The increase in mass shootings has revealed a tectonic weakness in our nation. Like an earthquake in the making, such events are often tremors and pre-shocks of bigger problems.

No, the world did not end on 12.21.12. No, the NRA is not to blame. No, such horrific tragedies don’t mean that our nation’s moral fiber is in the sewer.

However, a civilization is measured by is how it treats its most vulnerable, needy members. Do we put them on an ice floeto die or leave them in the middle of a prairie when they are no longer useful members of society?This may have been a reasonable rule in nomadic cultures, but not in ours.

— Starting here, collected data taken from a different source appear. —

use super::{RawItem, SourceConnector, SourceQuery};
use crate::secrets::SecretString;
use crate::upstream::{check_status, UpstreamError};
use async_trait::async_trait;
use chrono::{DateTime, Utc};
use serde::Deserialize;
use std::time::Duration;

/// NewsAPI technology headlines
pub struct NewsApiSource {
    base_url: String,
    api_key: SecretString,
    client: reqwest::Client,
}

#[derive(Debug, Deserialize)]
struct HeadlinesResponse {
    status: String,
    #[serde(default)]
    code: Option<String>,
    #[serde(default)]
    message: Option<String>,
    #[serde(default)]
    articles: Vec<Article>,
}

#[derive(Debug, Deserialize)]
#[serde(rename_all = "camelCase")]
struct Article {
    #[serde(default)]
    title: Option<String>,
    #[serde(default)]
    url: Option<String>,
    #[serde(default)]
    description: Option<String>,
    #[serde(default)]
    published_at: Option<DateTime<Utc>>,
}

impl NewsApiSource {
    pub fn new(
        base_url: &str,
        api_key: SecretString,
        timeout: Duration,
    ) -> Result<Self, UpstreamError> {
        let client = reqwest::Client::builder()
            .timeout(timeout)
            .build()
            .map_err(UpstreamError::from_reqwest)?;

        Ok(Self {
            base_url: base_url.trim_end_matches('/').to_string(),
            api_key,
            client,
        })
    }
}

/// NewsAPI reports some failures in the body with a 200
fn body_error(code: Option<&str>, message: &str) -> UpstreamError {
    match code {
        Some("rateLimited") => UpstreamError::RateLimited(message.to_string()),
        Some("apiKeyInvalid") | Some("apiKeyMissing") | Some("apiKeyDisabled") => {
            UpstreamError::Auth(message.to_string())
        }
        Some("unexpectedError") => UpstreamError::Server {
            status: 500,
            body: message.to_string(),
        },
        _ => UpstreamError::InvalidRequest(message.to_string()),
    }
}

#[async_trait]
impl SourceConnector for NewsApiSource {
    fn id(&self) -> &str {
        "newsapi"
    }

    async fn fetch(&self, query: &SourceQuery) -> Result<Vec<RawItem>, UpstreamError> {
        // Over-fetch so the relevance filter has something to choose from
        let page_size = (query.limit * 4).clamp(10, 100).to_string();

        let response = self
            .client
            .get(format!("{}/v2/top-headlines", self.base_url))
            .header("X-Api-Key", self.api_key.unsecure())
            .query(&[
                ("category", "technology"),
                ("language", "en"),
                ("pageSize", page_size.as_str()),
            ])
            .send()
            .await
            .map_err(UpstreamError::from_reqwest)?;

        let body: HeadlinesResponse = check_status(response)
            .await?
            .json()
            .await
            .map_err(|e| UpstreamError::Parse(e.to_string()))?;

        if body.status != "ok" {
            return Err(body_error(
                body.code.as_deref(),
                body.message.as_deref().unwrap_or("unknown NewsAPI error"),
            ));
        }

        Ok(body
            .articles
            .into_iter()
            .filter_map(|a| {
                let title = a.title.filter(|t| !t.trim().is_empty() && t != "[Removed]")?;
                Some(RawItem {
                    title,
                    url: a.url.unwrap_or_default(),
                    summary: a.description.unwrap_or_default(),
                    published_at: a.published_at,
                })
            })
            .collect())
    }
}
// Quill editorial pipeline
// Main entry point for the quill binary

use clap::Parser;
use quill_engine::analytics::Engagement;
use quill_engine::cli::{Cli, Command};
use quill_engine::config::{Config, Overrides};
use quill_engine::handlers::{
    handle_comments, handle_history, handle_record, handle_refresh, handle_rules, handle_run,
    handle_stats, OutputFormat,
};
use quill_engine::telemetry::init_telemetry_with_level;
use tokio_util::sync::CancellationToken;

#[tokio::main]
async fn main() -> anyhow::Result<()> {
    // Parse CLI arguments
    let cli = Cli::parse();

    // Determine output format
    let format = if cli.json {
        OutputFormat::Json
    } else {
        OutputFormat::Text
    };

    // Load configuration (or use custom path if provided)
    let mut config = if let Some(config_path) = &cli.config {
        Config::load_from_path(config_path)?
    } else {
        Config::load_or_create()?
    };

    if let Some(level) = &cli.log {
        config.core.log_level = level.to_lowercase();
    }

    if let Command::Run {
        persona,
        max_retries,
        no_image,
        ..
    } = &cli.command
    {
        config.apply_overrides(&Overrides {
            persona: *persona,
            max_retries: *max_retries,
            no_image: *no_image,
        })?;
    }

    // RUST_LOG still takes priority over the configured level
    init_telemetry_with_level(&config.core.log_level);

    tracing::debug!(
        "Quill v{} ({} - {})",
        env!("CARGO_PKG_VERSION"),
        env!("GIT_COMMIT_HASH"),
        env!("BUILD_TIMESTAMP")
    );

    match cli.command {
        Command::Run { topic, .. } => {
            let cancel = CancellationToken::new();
            let on_signal = cancel.clone();
            tokio::spawn(async move {
                if tokio::signal::ctrl_c().await.is_ok() {
                    tracing::warn!("Interrupt received, cancelling run");
                    on_signal.cancel();
                }
            });

            let published = handle_run(&config, topic, format, cancel).await?;
            if !published {
                std::process::exit(1);
            }
            Ok(())
        }

        Command::Stats => handle_stats(&config, format),

        Command::History { limit } => handle_history(limit, &config, format),

        Command::Rules => handle_rules(&config, format),

        Command::Comments => handle_comments(&config, format),

        Command::Record {
            urn,
            views,
            likes,
            comments,
        } => handle_record(
            &urn,
            Engagement {
                views,
                likes,
                comments,
            },
            &config,
            format,
        ),

        Command::Refresh => handle_refresh(&config, format).await,
    }
}
//! Shared error type for every external HTTP service
//!
//! Research sources, the text and image generators and the publish target all
//! report failures as [`UpstreamError`]. Its [`class`](UpstreamError::class)
//! decides whether the retry layer may try again.

use reqwest::StatusCode;

use crate::secrets::scrub;

/// Result type for upstream calls
pub type Result<T> = std::result::Result<T, UpstreamError>;

/// Whether a failure is worth retrying
#[derive(Debug, Clone, Copy, PartialEq, Eq)]
pub enum ErrorClass {
    /// Rate limits, timeouts, 5xx and dropped connections
    Transient,
    /// Bad credentials, malformed requests, unparseable responses
    Permanent,
}

/// Errors that can occur when talking to an external service
#[derive(Debug, Clone, PartialEq, thiserror::Error)]
pub enum UpstreamError {
    #[error("Rate limit exceeded: {0}")]
    RateLimited(String),

    #[error("Timeout")]
    Timeout,

    #[error("Server error ({status}): {body}")]
    Server { status: u16, body: String },

    #[error("Authentication failed: {0}")]
    Auth(String),

    #[error("Invalid request: {0}")]
    InvalidRequest(String),

    #[error("Network error: {0}")]
    Network(String),

    #[error("Parse error: {0}")]
    Parse(String),

    #[error("Service unavailable: {0}")]
    Unavailable(String),
}

/// Keep error bodies short and free of credentials
fn excerpt(body: &str) -> String {
    let cleaned = scrub(body.trim());
    if cleaned.chars().count() > 300 {
        let cut: String = cleaned.chars().take(300).collect();
        format!("{}...", cut)
    } else {
        cleaned
    }
}

impl UpstreamError {
    /// Map a non-success HTTP status to an error
    pub fn from_status(status: StatusCode, body: &str) -> Self {
        let body = excerpt(body);
        match status.as_u16() {
            429 => UpstreamError::RateLimited(body),
            408 | 504 => UpstreamError::Timeout,
            401 | 403 => UpstreamError::Auth(body),
            code if status.is_server_error() => UpstreamError::Server { status: code, body },
            code if status.is_client_error() => {
                UpstreamError::InvalidRequest(format!("HTTP {}: {}", code, body))
            }
            code => UpstreamError::Unavailable(format!("unexpected HTTP {}: {}", code, body)),
        }
    }

    /// Map a transport-level error
    pub fn from_reqwest(err: reqwest::Error) -> Self {
        if err.is_timeout() {
            UpstreamError::Timeout
        } else if err.is_decode() {
            UpstreamError::Parse(excerpt(&err.to_string()))
        } else if let Some(status) = err.status() {
            UpstreamError::from_status(status, &err.to_string())
        } else {
            UpstreamError::Network(excerpt(&err.to_string()))
        }
    }

    pub fn class(&self) -> ErrorClass {
        match self {
            UpstreamError::RateLimited(_)
            | UpstreamError::Timeout
            | UpstreamError::Server { .. }
            | UpstreamError::Network(_) => ErrorClass::Transient,
            UpstreamError::Auth(_)
            | UpstreamError::InvalidRequest(_)
            | UpstreamError::Parse(_)
            | UpstreamError::Unavailable(_) => ErrorClass::Permanent,
        }
    }

    pub fn is_transient(&self) -> bool {
        self.class() == ErrorClass::Transient
    }
}

/// Classification function handed to the retry layer
pub fn classify(err: &UpstreamError) -> ErrorClass {
    err.class()
}

/// Read a response body and turn non-success statuses into errors.
pub async fn check_status(response: reqwest::Response) -> Result<reqwest::Response> {
    let status = response.status();
    if status.is_success() {
        return Ok(response);
    }
    let body = response.text().await.unwrap_or_default();
    Err(UpstreamError::from_status(status, &body))
}

#[cfg(test)]
mod tests {
    use super::*;

    #[test]
    fn test_status_mapping() {
        assert_eq!(
            UpstreamError::from_status(StatusCode::TOO_MANY_REQUESTS, "slow down").class(),
            ErrorClass::Transient
        );
        assert_eq!(
            UpstreamError::from_status(StatusCode::SERVICE_UNAVAILABLE, "").class(),
            ErrorClass::Transient
        );
        assert_eq!(
            UpstreamError::from_status(StatusCode::REQUEST_TIMEOUT, ""),
            UpstreamError::Timeout
        );
        assert_eq!(
            UpstreamError::from_status(StatusCode::UNAUTHORIZED, "").class(),
            ErrorClass::Permanent
        );
        assert_eq!(
            UpstreamError::from_status(StatusCode::BAD_REQUEST, "bad").class(),
            ErrorClass::Permanent
        );
        assert!(matches!(
            UpstreamError::from_status(StatusCode::UNPROCESSABLE_ENTITY, "x"),
            UpstreamError::InvalidRequest(_)
        ));
    }

    #[test]
    fn test_error_body_is_scrubbed_and_truncated() {
        let body = format!("access_token=abc123 {}", "x".repeat(1000));
        let err = UpstreamError::from_status(StatusCode::BAD_GATEWAY, &body);
        let msg = err.to_string();
        assert!(!msg.contains("abc123"));
        assert!(msg.len() < 400);
    }
}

Here is the issue: mental illness is vastly undertreated in our country. Our system refuses to take responsibility for managing the legions of young and old that suffer from chronic conditions such as bipolar disease, schizophrenia, autism, major depression, borderline personality, psychoses, and other mental conditions.

The stigma of admitting to mental disease gets in the way of treatment. Coverage by insurance for inpatient or outpatient treatment is often seriously limited.Other chronic conditions such as cardiovascular disease or cancer are often fully covered. As a result, the mentally ill are often untreated and thus become unemployable, impoverished and homeless. This is an unfathomable tragedy.

In many ways, we are where we were in the medieval era when insane people were locked in cages. Now, with the number of psychiatric hospital beds at less than 10 percent of previous levels, we have new, modernized cages.

We call them prisons.

 It is estimated that well over a third of current prison inmates in the U.S. are there because of actions related to their mental illness. Rather than offering compassionate, humane and scientifically based treatment, they are cast in a cage with truly violent, anti-social criminals. The die is then cast and they are condemned to be branded as convicts, unemployable, and scarred by the exposure to reprehensible murderers, rapists, armed robbers, drug dealers and others.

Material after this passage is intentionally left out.